Pour élargir la clientèle et proposer une alternative moins gourmande en carburant, Daimler-Benz réintroduit un six-cylindres en ligne dans la SL dès 1974 : le M110 à double arbre à cames en tête, fort de 2 746 cm³, développant 185 ch DIN à 6 000 tr/min et 238 Nm à 4 500 tr/min. La 280 SL atteint 205 km/h et abat le 0 à 100 km/h en 10,1 secondes avec la boîte manuelle, ou 200 km/h avec l’automatique. Proposée avec une boîte manuelle quatre ou cinq rapports, ou une boîte automatique quatre rapports, elle offre une consommation moindre — de l’ordre de 12,5 l/100 km selon DIN — et une conduite plus accessible. Avec 25 436 exemplaires produits, la 280 SL constitue un succès commercial notable, particulièrement apprécié en Europe. Sa puissance sera légèrement réduite à 177 ch entre février 1976 et avril 1978 pour des raisons de réglementation antipollution.

Facelift 1980
Mercedes-Benz SL R107 Facelift 1980

Mercedes-Benz SL R107 Facelift 1980

En mars 1980, la Mercedes SL R107 bénéficie d’une mise à jour significative. À l’extérieur, les changements restent discrets : la silhouette demeure inchangée, mais les nouvelles motorisations V8 tout aluminium (380 SL et 500 SL) s’accompagnent de petites retouches de présentation. À l’intérieur, les évolutions sont plus sensibles : un nouveau volant redessiné fait son apparition, les boiseries sont enrichies et l’équipement général amélioré. Toutes les boîtes automatiques passent à quatre rapports, offrant un meilleur agrément. L’ABS est désormais proposé en option, une première pour la série.

380 SL (1980–1985)

Mercedes-Benz 380 SL R107 (1980)

Mercedes-Benz 380 SL R107 (1980)

En 1980, la 350 SL disparaît au profit de la 380 SL, équipée du V8 M116 alésé de 3,8 litres développant 218 ch. Cette version représente une transition technologique importante : elle inaugure un bloc-cylindres en alliage d’aluminium Alusil, plus léger et plus résistant à l’usure. La 380 SL atteint une vitesse maximale de l’ordre de 218 km/h. Avec 53 200 exemplaires produits, elle devient la deuxième version la plus diffusée de la gamme. À noter que les versions américaines subissent les contraintes des normes locales, avec des pare-chocs saillants reconnaissables — le fameux « Dallas Look » popularisé par la série télévisée éponyme — qui allongent la voiture de 250 mm et alourdissent sensiblement la silhouette. Ces modèles réimportés sont souvent reconvertis aux spécifications européennes, ce qui explique aujourd’hui la rareté relative des pare-chocs d’époque.

500 SL (1980–1989)

Mercedes-Benz 500 SL R107 (1980)

Mercedes-Benz 500 SL R107 (1980)

La 500 SL entre au catalogue en 1980, animée par le tout nouveau V8 M117 porté à 4 973 cm³, dans un bloc-cylindres en alliage d’aluminium Alusil, une première pour un moteur de grande série chez Daimler-Benz.
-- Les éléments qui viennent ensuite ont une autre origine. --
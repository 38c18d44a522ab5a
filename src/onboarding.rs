use std::sync::Arc;

use eoam::{
    check_set_response, get_value, Attribute, DpoeCommand, MacAddress, MessageType, DEVICE_ID,
};
use onu_helpers::Periodic;
use uuid::Uuid;

use crate::{
    AdapterConfig, AdminState, ConnectStatus, Device, DeviceLog, DeviceRegistry, ErrorKind,
    EventHandler, KpiCollector, LogicalDeviceId, LogicalPort, MessageExchange, OfpPort,
    OperStatus, PeerPort, Port, PortType, ProxyAddress, ProxyTransport, Result, OFPPF_10GB_FD,
    OFPPF_FIBER, OFPPS_LIVE, PON_PORT_NO, UNI_PORT_NO,
};

/// IGMP general query group, installed during the handshake to prove the device accepts sets.
const ALL_HOSTS_MAC: MacAddress = MacAddress([0x01, 0x00, 0x5e, 0x00, 0x00, 0x01]);

const VENDOR: &str = "Tibit Communications, Inc.";
const MODEL: &str = "10G GPON ONU";
const HARDWARE_VERSION: &str = "fa161020";
const FIRMWARE_VERSION: &str = "16.12.02";
const SOFTWARE_VERSION: &str = "1.0";

#[derive(Copy, Clone, Debug, Eq, PartialEq)]
pub enum OnboardingState {
    Discovered,
    Provisioning,
    Handshaking,
    Active,
    Failed,
}

/// Everything a device needs after a successful onboarding.
pub struct Onboarded {
    pub device: Device,
    pub exchange: MessageExchange,
    pub kpi: Periodic,
}

/// Where a device sits: its parent, its proxy channel and its parent's logical device.
struct Linkage {
    parent_id: String,
    proxy_address: ProxyAddress,
    logical_device_id: LogicalDeviceId,
}

/// Takes one discovered device through to active service.
///
/// States only move forward. Any failure marks the device failed in the registry, with the
/// error as its reason.
pub struct Onboarding {
    config: AdapterConfig,
    registry: Arc<dyn DeviceRegistry>,
    transport: Arc<dyn ProxyTransport>,
    kpi: KpiCollector,
    state: OnboardingState,
    log: DeviceLog,
}

impl Onboarding {
    pub fn new(
        config: AdapterConfig,
        registry: Arc<dyn DeviceRegistry>,
        transport: Arc<dyn ProxyTransport>,
        kpi: KpiCollector,
        log: DeviceLog,
    ) -> Self {
        Self {
            config,
            registry,
            transport,
            kpi,
            state: OnboardingState::Discovered,
            log,
        }
    }

    pub fn state(&self) -> OnboardingState {
        self.state
    }

    pub async fn run(&mut self, device: Device) -> Result<Onboarded> {
        match self.activate(&device).await {
            Ok(onboarded) => Ok(onboarded),
            Err(error) => {
                self.fail(&device, &error);
                Err(error)
            }
        }
    }

    async fn activate(&mut self, device: &Device) -> Result<Onboarded> {
        let linkage = self.check_linkage(device)?;

        self.transition(OnboardingState::Provisioning);
        let device = self.populate_identity(device.clone())?;
        self.create_ports(&device, &linkage.parent_id)?;
        self.create_logical_port(&device, &linkage)?;

        self.transition(OnboardingState::Handshaking);
        let mut exchange = self.open_exchange(linkage.proxy_address)?;
        self.handshake(&mut exchange).await?;

        let mut device = self.registry.get_device(&device.id)?;
        device.oper_status = OperStatus::Active;
        device.reason = None;
        self.registry.update_device(&device)?;
        self.transition(OnboardingState::Active);

        let kpi = self.kpi.start(&device.id);

        Ok(Onboarded {
            device,
            exchange,
            kpi,
        })
    }

    fn transition(&mut self, to: OnboardingState) {
        debug!("{}: {:?} -> {:?}", self.log, self.state, to);
        self.state = to;
    }

    fn check_linkage(&self, device: &Device) -> Result<Linkage> {
        let parent_id = match &device.parent_id {
            Some(parent_id) if !parent_id.is_empty() => parent_id.clone(),
            _ => return Err(ErrorKind::Precondition("device has no parent").into()),
        };

        let proxy_address = match &device.proxy_address {
            Some(proxy_address) if proxy_address.is_complete() => proxy_address.clone(),
            Some(_) => {
                return Err(ErrorKind::Precondition("proxy address is incomplete").into());
            }
            None => return Err(ErrorKind::Precondition("device has no proxy address").into()),
        };

        let parent = self.registry.get_device(&parent_id)?;
        let logical_device_id = match parent.parent_id {
            Some(logical_device_id) if !logical_device_id.is_empty() => logical_device_id,
            _ => {
                return Err(ErrorKind::Precondition("parent has no logical device").into());
            }
        };

        Ok(Linkage {
            parent_id,
            proxy_address,
            logical_device_id,
        })
    }

    fn populate_identity(&self, mut device: Device) -> Result<Device> {
        device.vendor = VENDOR.to_string();
        device.model = MODEL.to_string();
        device.hardware_version = HARDWARE_VERSION.to_string();
        device.firmware_version = FIRMWARE_VERSION.to_string();
        device.software_version = SOFTWARE_VERSION.to_string();
        device.serial_number = Uuid::new_v4().simple().to_string();
        device.connect_status = ConnectStatus::Reachable;

        info!("{}: serial number {}", self.log, device.serial_number);
        self.registry.update_device(&device)?;
        Ok(device)
    }

    fn create_ports(&self, device: &Device, parent_id: &str) -> Result<()> {
        self.registry.add_port(
            &device.id,
            Port {
                port_no: UNI_PORT_NO,
                label: "UNI facing Ethernet port".to_string(),
                port_type: PortType::EthernetUni,
                admin_state: AdminState::Enabled,
                oper_status: OperStatus::Active,
                peers: vec![],
            },
        )?;

        self.registry.add_port(
            &device.id,
            Port {
                port_no: PON_PORT_NO,
                label: "PON port".to_string(),
                port_type: PortType::PonOnu,
                admin_state: AdminState::Enabled,
                oper_status: OperStatus::Active,
                peers: vec![PeerPort {
                    device_id: parent_id.to_string(),
                    port_no: device.parent_port_no,
                }],
            },
        )
    }

    /// The channel id is unique on the parent's PON port, and so within the logical device too.
    fn create_logical_port(&self, device: &Device, linkage: &Linkage) -> Result<()> {
        let port_no = linkage.proxy_address.channel_id;
        let cap = OFPPF_10GB_FD | OFPPF_FIBER;

        self.registry.add_logical_port(
            &linkage.logical_device_id,
            LogicalPort {
                id: port_no.to_string(),
                ofp_port: OfpPort {
                    port_no,
                    hw_addr: device.mac_address,
                    name: format!("uni-{}", port_no),
                    config: 0,
                    state: OFPPS_LIVE,
                    curr: cap,
                    advertised: cap,
                    peer: cap,
                    curr_speed: OFPPF_10GB_FD,
                    max_speed: OFPPF_10GB_FD,
                },
                device_id: device.id.clone(),
                device_port_no: UNI_PORT_NO,
            },
        )
    }

    fn open_exchange(&self, proxy_address: ProxyAddress) -> Result<MessageExchange> {
        let inbound = self.transport.register(&proxy_address)?;
        Ok(MessageExchange::new(
            proxy_address,
            self.transport.clone(),
            inbound,
            Box::new(EventHandler::new(self.log.clone())),
            self.config.response_timeout,
            self.log.clone(),
        ))
    }

    /// Reads the device id, then installs a static MAC and checks the device accepted it.
    async fn handshake(&self, exchange: &mut MessageExchange) -> Result<()> {
        let stale = exchange.flush_stale();
        if stale > 0 {
            debug!("{}: flushed {} stale frames", self.log, stale);
        }

        let frame = exchange
            .exchange(
                DpoeCommand::get_request(vec![Attribute::device_id()]),
                MessageType::GetResponse,
            )
            .await?;

        // Only liveness matters here; the device id itself is informational.
        let (branch, leaf) = DEVICE_ID;
        match get_value(frame.attributes(), branch, leaf) {
            Ok(Some(device_id)) => info!("{}: device id {:?}", self.log, device_id.value),
            Ok(None) => info!("{}: device id not reported", self.log),
            Err(error) => info!("{}: device id: {}", self.log, error),
        }

        let frame = exchange
            .exchange(
                DpoeCommand::set_request(vec![Attribute::add_static_mac_address(ALL_HOSTS_MAC)]),
                MessageType::SetResponse,
            )
            .await?;

        check_set_response(frame.attributes())
            .into_result()
            .map_err(ErrorKind::HandshakeFailure)?;

        info!("{}: handshake complete", self.log);
        Ok(())
    }

    fn fail(&mut self, device: &Device, error: &crate::Error) {
        error!("{}: onboarding failed in {:?}: {}", self.log, self.state, error);
        self.transition(OnboardingState::Failed);

        let mut device = match self.registry.get_device(&device.id) {
            Ok(current) => current,
            Err(_) => device.clone(),
        };
        device.oper_status = OperStatus::Failed;
        device.reason = Some(error.to_string());

        if let Err(error) = self.registry.update_device(&device) {
            error!("{}: recording failure: {}", self.log, error);
        }
    }
}
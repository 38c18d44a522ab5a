pub mod mailboxes;
pub mod periodic;

pub use crate::mailboxes::Mailboxes;
pub use crate::periodic::Periodic;
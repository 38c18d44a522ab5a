use std::convert::{TryFrom, TryInto};
use std::fmt::{self, Display};
use std::io::{Cursor, Read, Write};

use crate::tlv::END_BRANCH;
use crate::{Attribute, Error, ErrorKind, Oui, ReadWire, ReadWireExt, Result, WriteWire, WriteWireExt};

pub const OPCODE_EVENT_NOTIFICATION: u8 = 0x01;
pub const OPCODE_ORGANIZATION_SPECIFIC: u8 = 0xFE;

/// OUI plus opcode.
const HEADER_LEN: usize = 4;
/// OUI, opcode and DPoE sub-opcode.
const DPOE_HEADER_LEN: usize = HEADER_LEN + 1;
/// Branch zero, leaf zero.
const END_MARKER_LEN: u16 = 3;

#[derive(Copy, Clone, Debug, Eq, PartialEq)]
pub enum DpoeOpcode {
    GetRequest,
    GetResponse,
    SetRequest,
    SetResponse,
    FileTransfer,
}

impl From<DpoeOpcode> for u8 {
    fn from(opcode: DpoeOpcode) -> u8 {
        match opcode {
            DpoeOpcode::GetRequest => 0x01,
            DpoeOpcode::GetResponse => 0x02,
            DpoeOpcode::SetRequest => 0x03,
            DpoeOpcode::SetResponse => 0x04,
            DpoeOpcode::FileTransfer => 0x09,
        }
    }
}

impl TryFrom<u8> for DpoeOpcode {
    type Error = Error;

    fn try_from(byte: u8) -> Result<Self> {
        match byte {
            0x01 => Ok(DpoeOpcode::GetRequest),
            0x02 => Ok(DpoeOpcode::GetResponse),
            0x03 => Ok(DpoeOpcode::SetRequest),
            0x04 => Ok(DpoeOpcode::SetResponse),
            0x09 => Ok(DpoeOpcode::FileTransfer),
            _ => Err(ErrorKind::UnsupportedDpoeOpcode(byte).into()),
        }
    }
}

impl ReadWire for DpoeOpcode {
    fn read_wire<R>(r: &mut R) -> Result<Self>
    where
        R: Read,
    {
        let byte: u8 = r.read_wire()?;
        byte.try_into()
    }
}

impl WriteWire for DpoeOpcode {
    fn wire_len(&self) -> u16 {
        1
    }

    fn write_wire<W>(self, w: &mut W) -> Result<()>
    where
        W: Write,
    {
        w.write_wire(u8::from(self))?;
        Ok(())
    }
}

impl Display for DpoeOpcode {
    fn fmt(&self, f: &mut fmt::Formatter<'_>) -> fmt::Result {
        match self {
            DpoeOpcode::GetRequest => write!(f, "GetRequest ({:#04x})", u8::from(*self)),
            DpoeOpcode::GetResponse => write!(f, "GetResponse ({:#04x})", u8::from(*self)),
            DpoeOpcode::SetRequest => write!(f, "SetRequest ({:#04x})", u8::from(*self)),
            DpoeOpcode::SetResponse => write!(f, "SetResponse ({:#04x})", u8::from(*self)),
            DpoeOpcode::FileTransfer => write!(f, "FileTransfer ({:#04x})", u8::from(*self)),
        }
    }
}

/// Classification of an inbound frame.
#[derive(Copy, Clone, Debug, Eq, Hash, PartialEq)]
pub enum MessageType {
    Unknown,
    /// Information PDU. Not currently produced by classification.
    Info,
    EventNotification,
    GetResponse,
    SetResponse,
    FileTransferAck,
    OmciMessage,
}

impl MessageType {
    /// Whether a message of this kind is sent in reply to a request.
    pub fn solicited(&self) -> bool {
        match self {
            MessageType::GetResponse | MessageType::SetResponse | MessageType::FileTransferAck => {
                true
            }
            _ => false,
        }
    }
}

impl Display for MessageType {
    fn fmt(&self, f: &mut fmt::Formatter<'_>) -> fmt::Result {
        let name = match self {
            MessageType::Unknown => "Unknown",
            MessageType::Info => "Info",
            MessageType::EventNotification => "Event Notification",
            MessageType::GetResponse => "DPoE Get Response",
            MessageType::SetResponse => "DPoE Set Response",
            MessageType::FileTransferAck => "DPoE File Transfer",
            MessageType::OmciMessage => "OMCI Message",
        };
        write!(f, "{}", name)
    }
}

/// One EOAM PDU as carried over the proxy transport.
#[derive(Clone, Eq, PartialEq)]
pub struct Frame {
    bytes: Vec<u8>,
}

impl Frame {
    pub fn new(bytes: Vec<u8>) -> Self {
        Self { bytes }
    }

    pub fn as_bytes(&self) -> &[u8] {
        &self.bytes
    }

    pub fn into_bytes(self) -> Vec<u8> {
        self.bytes
    }

    pub fn len(&self) -> usize {
        self.bytes.len()
    }

    pub fn is_empty(&self) -> bool {
        self.bytes.is_empty()
    }

    pub fn oui(&self) -> Option<Oui> {
        let mut r = Cursor::new(self.bytes.get(..3)?);
        r.read_wire().ok()
    }

    pub fn opcode(&self) -> Option<u8> {
        self.bytes.get(HEADER_LEN - 1).copied()
    }

    /// Everything after the opcode.
    pub fn payload(&self) -> &[u8] {
        self.bytes.get(HEADER_LEN..).unwrap_or(&[])
    }

    /// Raw DPoE sub-opcode, for frames that carry one.
    pub fn dpoe_opcode(&self) -> Option<u8> {
        match (self.oui(), self.opcode()) {
            (Some(oui), Some(OPCODE_ORGANIZATION_SPECIFIC)) if oui.is_dpoe() => {
                self.payload().first().copied()
            }
            _ => None,
        }
    }

    /// The attribute records of a DPoE frame, starting after the sub-opcode.
    pub fn attributes(&self) -> &[u8] {
        match self.dpoe_opcode() {
            Some(_) => &self.bytes[DPOE_HEADER_LEN..],
            None => &[],
        }
    }

    pub fn message_type(&self) -> MessageType {
        decode_message_type(self)
    }
}

impl From<Vec<u8>> for Frame {
    fn from(bytes: Vec<u8>) -> Self {
        Frame::new(bytes)
    }
}

impl fmt::Debug for Frame {
    fn fmt(&self, f: &mut fmt::Formatter<'_>) -> fmt::Result {
        write!(f, "Frame(")?;
        for byte in &self.bytes {
            write!(f, "{:02x}", byte)?;
        }
        write!(f, ")")
    }
}

/// Classifies an inbound frame from its OUI, opcode and DPoE sub-opcode.
///
/// Never fails: anything unrecognised is `MessageType::Unknown`.
pub fn decode_message_type(frame: &Frame) -> MessageType {
    let (oui, opcode) = match (frame.oui(), frame.opcode()) {
        (Some(oui), Some(opcode)) => (oui, opcode),
        _ => {
            debug!("received frame has no payload");
            return MessageType::Unknown;
        }
    };
    debug!("oui: {}", oui);

    match opcode {
        OPCODE_ORGANIZATION_SPECIFIC if oui == Oui::ITU => MessageType::OmciMessage,
        OPCODE_ORGANIZATION_SPECIFIC if oui.is_dpoe() => {
            let byte = match frame.dpoe_opcode() {
                Some(byte) => byte,
                None => {
                    debug!("DPoE frame without sub-opcode");
                    return MessageType::Unknown;
                }
            };
            match DpoeOpcode::try_from(byte) {
                Ok(DpoeOpcode::GetResponse) => MessageType::GetResponse,
                Ok(DpoeOpcode::SetResponse) => MessageType::SetResponse,
                Ok(DpoeOpcode::FileTransfer) => MessageType::FileTransferAck,
                Ok(opcode) => {
                    info!("unexpected DPoE opcode {} from device", opcode);
                    MessageType::Unknown
                }
                Err(error) => {
                    info!("{}", error);
                    MessageType::Unknown
                }
            }
        }
        OPCODE_ORGANIZATION_SPECIFIC => {
            info!("{}", Error::from(ErrorKind::UnsupportedOui(oui)));
            MessageType::Unknown
        }
        OPCODE_EVENT_NOTIFICATION => MessageType::EventNotification,
        opcode => {
            info!("{}", Error::from(ErrorKind::UnsupportedOpcode(opcode)));
            MessageType::Unknown
        }
    }
}

/// A DPoE PDU: OUI, sub-opcode and attribute records.
#[derive(Clone, Debug, Eq, PartialEq)]
pub struct DpoeCommand {
    pub oui: Oui,
    pub opcode: DpoeOpcode,
    pub attributes: Vec<Attribute>,
}

impl DpoeCommand {
    pub fn new(oui: Oui, opcode: DpoeOpcode, attributes: Vec<Attribute>) -> Self {
        Self {
            oui,
            opcode,
            attributes,
        }
    }

    pub fn get_request(attributes: Vec<Attribute>) -> Self {
        Self::new(Oui::TIBIT, DpoeOpcode::GetRequest, attributes)
    }

    pub fn set_request(attributes: Vec<Attribute>) -> Self {
        Self::new(Oui::TIBIT, DpoeOpcode::SetRequest, attributes)
    }

    pub fn attributes(&self) -> &[Attribute] {
        &self.attributes
    }

    pub fn into_frame(self) -> Result<Frame> {
        let attributes_len: u16 = self.attributes.iter().map(WriteWire::wire_len).sum();
        let frame_len = DPOE_HEADER_LEN + usize::from(attributes_len + END_MARKER_LEN);

        let mut buffer = Vec::with_capacity(frame_len);
        buffer.write_wire(self.oui)?;
        buffer.write_wire(OPCODE_ORGANIZATION_SPECIFIC)?;
        buffer.write_wire(self.opcode)?;
        for attribute in self.attributes {
            buffer.write_wire(attribute)?;
        }
        buffer.write_wire(END_BRANCH)?;
        buffer.write_wire(0 as u16)?;

        Ok(Frame::new(buffer))
    }

    pub fn from_frame(frame: &Frame) -> Result<Self> {
        let mut r = Cursor::new(frame.as_bytes());

        let oui: Oui = r.read_wire()?;
        let opcode: u8 = r.read_wire()?;
        if opcode != OPCODE_ORGANIZATION_SPECIFIC {
            return Err(ErrorKind::UnsupportedOpcode(opcode).into());
        }
        if !oui.is_dpoe() {
            return Err(ErrorKind::UnsupportedOui(oui).into());
        }
        let opcode: DpoeOpcode = r.read_wire()?;

        let mut attributes = Vec::new();
        loop {
            let branch: u8 = match r.read_wire() {
                Ok(branch) => branch,
                Err(_) => break,
            };
            if branch == END_BRANCH {
                break;
            }

            let attribute = match opcode {
                DpoeOpcode::GetRequest => Attribute::read_descriptor(&mut r, branch)?,
                _ => Attribute::read_record(&mut r, branch)?,
            };
            attributes.push(attribute);
        }

        Ok(DpoeCommand {
            oui,
            opcode,
            attributes,
        })
    }
}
Il développe 245 ch sans catalyseur (223 ch avec). Couplée à une boîte automatique quatre vitesses — une première sur ce moteur, les 450 SLC 5.0 précédentes n’en disposant que de trois —, la 500 SL porte les performances à un niveau inédit : vitesse maximale autour de 225 km/h, 0 à 100 km/h en moins de 8 secondes selon les versions. La 500 SL totalise 11 817 exemplaires produits. En parallèle, AMG — alors simple préparateur extérieur à la marque — propose une version réalésée à 6 litres développant 331 ch, un programme qui anticipe les futures SL AMG officielles.

Facelift 1985

Mercedes-Benz 300 SL R107 FL (1985)

Mercedes-Benz 300 SL R107 FL (1985)

En septembre 1985, au Salon de Francfort (IAA), la Mercedes SL R107 reçoit son unique et véritable restylage après quatorze ans de carrière. À l’extérieur, les modifications restent volontairement discrètes : un nouveau bouclier avant plus enveloppant intègre un spoiler inférieur en plastique nervuré, les jantes passent de 14 à 15 pouces en standard avec des flasques de roues désormais pleines, et les rétroviseurs sont légèrement redessinés. La ligne générale, elle, reste inchangée. À l’intérieur, le tableau de bord est modernisé dans l’esprit de la Classe S W126 : nouvelle planche de bord, boiseries enrichies, commandes de climatisation redessinées et console centrale révisée. L’ABS, jusqu’alors en option, devient de série. Ce restylage accompagne l’arrivée des nouvelles motorisations — 300 SL, 420 SL et 560 SL — et relance commercialement une voiture déjà entrée dans la légende, avec un record de ventes atteint dès 1986

300 SL (1985–1989)

Mercedes-Benz 300 SL R107 FL (1985)

Mercedes-Benz 300 SL R107 FL (1985)

En 1985, le grand restylage de la R107 s’accompagne du remplacement du M110 par le nouveau six-cylindres en ligne M103 de 2 962 cm³ à simple arbre à cames en tête, développant 188 ch DIN. Plus moderne, moins complexe mécaniquement, ce moteur bénéficie du catalyseur trois voies en série dès 1986 — une obligation pour les marchés à réglementation stricte. La 300 SL est aussi la moins onéreuse des SL de fin de série, permettant à un public plus large d’accéder au roadster de Stuttgart. Elle est produite à 13 443 exemplaires. Le restylage de 1985 se traduit extérieurement par un spoiler avant plus généreux et la généralisation des jantes 15 pouces, modifications qui restent discutées parmi les puristes mais qui confèrent à l’auto une modernité bienvenue pour l’époque.

420 SL (1985–1989)

Mercedes-Benz 420 SL R107 FL (1985)

Mercedes-Benz 420 SL R107 FL (1985)

La 420 SL est la plus confidentielle des motorisations de fin de carrière : le V8 M116 est alésé à 4 196 cm³ pour développer 218 ch. Elle ne totalise que 2 147 exemplaires produits, positionnée entre la 300 SL et la 500 SL dans la hiérarchie tarifaire. Disponible avec convertisseur catalytique dès sa présentation, elle s’adresse aux marchés européens soucieux de dépollution sans renoncer au huit-cylindres. C’est l’une des versions les plus rares et, paradoxalement, les plus méconnues de la série, ce qui en fait aujourd’hui un objet de collection potentiellement intéressant pour les amateurs à la recherche d’un exemplaire sorti des sentiers battus.

560 SL (1985–1989)

Mercedes-Benz 560 SL R107 FL (1985)

Mercedes-Benz 560 SL R107 FL (1985)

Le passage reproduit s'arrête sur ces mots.